- Born: October 10, 1950 Wisconsin, US
- Died: February 15, 2007 (age 56) Fairhope, Alabama, US
- Education: Sarah Lawrence College (BA) Columbia University (MFA)
- Occupations: Poet and nurse
- Notable work: The Hocus-Pocus of the Universe (1977)
- Awards: Walt Whitman Award (1976)

= Laura Gilpin (poet) =

American nurse and poet (1950–2007)

Laura Crafton Gilpin (October 10, 1950 – February 15, 2007) was an American poet, nurse, and advocate for hospital reform.

== Early life and education ==
Gilpin was born to Robert Crafton Gilpin and Bertha Burghard. She attended Sarah Lawrence College and Columbia University.

== Career ==
In 1976, Gilpin was awarded the Walt Whitman Award by the Academy of American Poets for her book of poems titled The Hocus-Pocus of the Universe. She was selected by William Stafford. Her work was also published in the magazine Poetry. Gilpin later wrote another book of poetry, titled The Weight of a Soul, which was published posthumously in 2008.

Chicago Review describes Gilpin as a confessional poet, "but without the frantic stripping of the soul that often constitutes confessional poetry". Chicago Review praises her poetry as plain, unselfconscious, and elegant, with tentative endings that leave the reader feeling "that there is more to be said, some conclusion to be drawn, some emotion to be underlined." Her poetic style is self-effacing, "slow and subdued, sometimes wry and sometimes sad, always rich and subtle", and marked by "prosy and paratactic" tendencies. The tone of her poems is "matter of fact" and the grammar marked by "cool clarity". She rarely uses more than a single comparison in a poem, and the economy of her imagery allows her "to exercise the subtle modulations of tone which are her true strength", with metaphor conveyed through diction.

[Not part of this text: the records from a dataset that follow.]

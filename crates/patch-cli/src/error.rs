//! Error types for patch-cli

/// Result type for CLI operations
pub type Result<T> = std::result::Result<T, CliError>;

/// Errors that can occur in CLI operations
#[derive(Debug, thiserror::Error)]
pub enum CliError {
    /// Error from patch-core
    #[error(transparent)]
    Patch(#[from] patch_core::Error),

    /// Error from patch-fs
    #[error(transparent)]
    Fs(#[from] patch_fs::Error),

    /// Logging could not be initialised
    #[error("Failed to initialise logging: {0}")]
    Logging(String),
}
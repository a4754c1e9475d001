//! replace-span command

use std::path::Path;

use patch_core::{EndBound, Marker, PatchOp, PatchReport, Patcher};

use crate::cli::EditFlags;
use crate::error::Result;

use super::print_report;

/// Where the replacement text comes from.
#[derive(Debug, Clone, Copy)]
pub enum ReplacementSource<'a> {
    Inline(&'a str),
    File(&'a Path),
}

impl ReplacementSource<'_> {
    fn load(self) -> Result<String> {
        Ok(match self {
            Self::Inline(text) => text.to_string(),
            Self::File(path) => patch_fs::io::read_text(path)?,
        })
    }
}

pub fn run_replace_span(
    file: &Path,
    start: &str,
    end: &str,
    replacement: ReplacementSource<'_>,
    include_end: bool,
    regex: bool,
    flags: &EditFlags,
) -> Result<PatchReport> {
    let op = PatchOp::ReplaceSpan {
        start: Marker::parse(start, regex)?,
        end: Marker::parse(end, regex)?,
        replacement: replacement.load()?,
        end_bound: if include_end {
            EndBound::Inclusive
        } else {
            EndBound::Exclusive
        },
    };

    let report = Patcher::new(flags.options()).patch_file(file, &op)?;
    print_report(&report);
    Ok(report)
}

#[cfg(test)]
mod tests {
    use super::*;
    use tempfile::TempDir;

    fn flags(dry_run: bool) -> EditFlags {
        EditFlags {
            dry_run,
            no_fsync: true,
        }
    }

    #[test]
    fn replaces_with_inline_text() {
        let dir = TempDir::new().unwrap();
        let path = dir.path().join("App.tsx");
        std::fs::write(&path, "AAAxxxBBByyy").unwrap();

        run_replace_span(
            &path,
            "xxx",
            "yyy",
            ReplacementSource::Inline("ZZZ"),
            false,
            false,
            &flags(false),
        )
        .unwrap();

        assert_eq!(std::fs::read_to_string(&path).unwrap(), "AAAZZZyyy");
    }

    #[test]
    fn replaces_with_file_text_through_end() {
        let dir = TempDir::new().unwrap();
        let path = dir.path().join("App.tsx");
        let block = dir.path().join("block.txt");
        std::fs::write(&path, "AAAxxxBBByyyCCC").unwrap();
        std::fs::write(&block, "ZZZ").unwrap();

        run_replace_span(
            &path,
            "xxx",
            "yyy",
            ReplacementSource::File(&block),
            true,
            false,
            &flags(false),
        )
        .unwrap();

        assert_eq!(std::fs::read_to_string(&path).unwrap(), "AAAZZZCCC");
    }

    #[test]
    fn dry_run_does_not_write() {
        let dir = TempDir::new().unwrap();
        let path = dir.path().join("App.tsx");
        std::fs::write(&path, "AAAxxxBBByyy").unwrap();

        let report = run_replace_span(
            &path,
            "xxx",
            "yyy",
            ReplacementSource::Inline("ZZZ"),
            false,
            false,
            &flags(true),
        )
        .unwrap();

        assert!(!report.written);
        assert_eq!(std::fs::read_to_string(&path).unwrap(), "AAAxxxBBByyy");
    }

    #[test]
    fn missing_replacement_file_is_error() {
        let dir = TempDir::new().unwrap();
        let path = dir.path().join("App.tsx");
        std::fs::write(&path, "AAAxxxBBByyy").unwrap();

        let result = run_replace_span(
            &path,
            "xxx",
            "yyy",
            ReplacementSource::File(&dir.path().join("nope.txt")),
            false,
            false,
            &flags(false),
        );

        assert!(result.is_err());
        assert_eq!(std::fs::read_to_string(&path).unwrap(), "AAAxxxBBByyy");
    }
}
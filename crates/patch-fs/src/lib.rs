//! Filesystem layer for blockpatch
//!
//! Every patch is a one-shot read-modify-write of a single text file. This
//! crate owns both ends of that cycle: reading a document fully into memory
//! and replacing it on disk without ever exposing a partially written file.

pub mod checksum;
pub mod config;
pub mod error;
pub mod io;

pub use checksum::{content_digest, file_digest};
pub use error::{Error, Result};
pub use io::RobustnessConfig;
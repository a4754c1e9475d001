//! SHA-256 digests of document content
//!
//! Patch reports carry a digest of the document before and after an edit so
//! callers can tell at a glance whether a file actually changed. The format is
//! always `sha256:<hex>`.

use sha2::{Digest, Sha256};
use std::path::Path;

use crate::{Error, Result};

const PREFIX: &str = "sha256:";

fn finish(hasher: Sha256) -> String {
    format!("{}{:x}", PREFIX, hasher.finalize())
}

/// Digest of in-memory text.
pub fn content_digest(content: &str) -> String {
    let mut hasher = Sha256::new();
    hasher.update(content.as_bytes());
    finish(hasher)
}

/// Digest of the raw bytes of a file on disk.
///
/// # Errors
///
/// Returns [`Error::Io`] if the file cannot be read.
pub fn file_digest(path: &Path) -> Result<String> {
    let bytes = std::fs::read(path).map_err(|e| Error::io(path, e))?;
    let mut hasher = Sha256::new();
    hasher.update(&bytes);
    Ok(finish(hasher))
}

The American Poetry Review describes Gilpin's poetry as "sensuous, sweet, affectionate, utterly human", and marked by a "suppleness of phrasing and strength of cadence." Library Journal reviewed her poetry negatively, saying that she attempts the "precision of phrasing, vocabulary, tone, and rhythm" that invests William Carlos Williams's poetry with "infinite resonance", but that she lacks an awareness of "the complexity involved in such a gesture".

In 1981, Gilpin became a registered nurse. She was a founding member of Planetree, which has been described as a "pioneering organization dedicated to humanizing patient care in hospitals". Gilpin worked to develop and implement hospital care centered around patients.

== Personal life ==
Gilpin died of glioblastoma on February 15, 2007, in Fairhope, Alabama, at age 56.